> **ACTIVITY**
Restate the data that follows exactly as it stands, beginning with the first line and ending with the line that contains "#[derive(Debug, Clone, PartialEq, Eq)]".

> **DATA FOR THIS EXERCISE**
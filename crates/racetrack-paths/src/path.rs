use indexmap::IndexSet;
use racetrack_core::{Direction, Point, PositionPath, rasterize};

/// One step of a [`GraphPath`]: the waypoint reached and the acceleration
/// used to reach it.
#[derive(Debug, Clone, Copy, PartialEq, Eq, Hash)]
#[cfg_attr(feature = "serde", derive(serde::Serialize, serde::Deserialize))]
pub struct GraphVectorDirection {
    pub position: Point,
    pub direction: Direction,
}

/// A path through a state-space graph, from a start position to a finish
/// node.
///
/// The start itself is not a step; a path is empty only when the start
/// already is a finish node.
#[derive(Debug, Clone, PartialEq, Eq)]
#[cfg_attr(feature = "serde", derive(serde::Serialize, serde::Deserialize))]
pub struct GraphPath {
    start: Point,
    steps: Vec<GraphVectorDirection>,
}

impl GraphPath {
    pub fn new(start: Point, steps: Vec<GraphVectorDirection>) -> Self {
        Self { start, steps }
    }

    pub fn start(&self) -> Point {
        self.start
    }

    pub fn steps(&self) -> &[GraphVectorDirection] {
        &self.steps
    }

    /// Number of moves.
    pub fn len(&self) -> usize {
        self.steps.len()
    }

    pub fn is_empty(&self) -> bool {
        self.steps.is_empty()
    }

    pub fn iter(&self) -> impl Iterator<Item = &GraphVectorDirection> + '_ {
        self.steps.iter()
    }

    /// The position reached after the last move.
    pub fn finish(&self) -> Point {
        self.steps.last().map_or(self.start, |s| s.position)
    }

    /// The position after each move.
    pub fn waypoints(&self) -> Vec<Point> {
        self.steps.iter().map(|s| s.position).collect()
    }

    /// Every cell the car passes over, in driving order, each cell once.
    ///
    /// Consecutive waypoints (starting with the start position) are joined
    /// by their rasterized line.
    pub fn to_position_path(&self) -> PositionPath {
        let mut cells: IndexSet<Point> = IndexSet::new();
        cells.insert(self.start);
        let mut last = self.start;
        for step in &self.steps {
            cells.extend(rasterize(last, step.position));
            last = step.position;
        }
        cells.into_iter().collect()
    }

    /// The accelerations to apply, one per turn.
    pub fn to_direction_list(&self) -> Vec<Direction> {
        self.steps.iter().map(|s| s.direction).collect()
    }

    /// Drive the path from the start with `start_velocity`, returning the
    /// (position, velocity) after each move.
    ///
    /// For a path found with that start velocity, the positions equal
    /// [`waypoints`](Self::waypoints).
    pub fn replay(&self, start_velocity: Point) -> Vec<(Point, Point)> {
        let mut position = self.start;
        let mut velocity = start_velocity;
        self.steps
            .iter()
            .map(|s| {
                velocity += s.direction.vector();
                position += velocity;
                (position, velocity)
            })
            .collect()
    }
}

impl<'a> IntoIterator for &'a GraphPath {
    type Item = &'a GraphVectorDirection;
    type IntoIter = std::slice::Iter<'a, GraphVectorDirection>;

    fn into_iter(self) -> Self::IntoIter {
        self.steps.iter()
    }
}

> **SOLVED EXERCISE**
filename crates/racetrack-paths/src/path.rs
use indexmap::IndexSet;
use racetrack_core::{Direction, Point, PositionPath, rasterize};

/// One step of a [`GraphPath`]: the waypoint reached and the acceleration
/// used to reach it.
#[derive(Debug, Clone, Copy, PartialEq, Eq, Hash)]
#[cfg_attr(feature = "serde", derive(serde::Serialize, serde::Deserialize))]
pub struct GraphVectorDirection {
    pub position: Point,
    pub direction: Direction,
}

/// A path through a state-space graph, from a start position to a finish
/// node.
///
/// The start itself is not a step; a path is empty only when the start
/// already is a finish node.
#[derive(Debug, Clone, PartialEq, Eq)]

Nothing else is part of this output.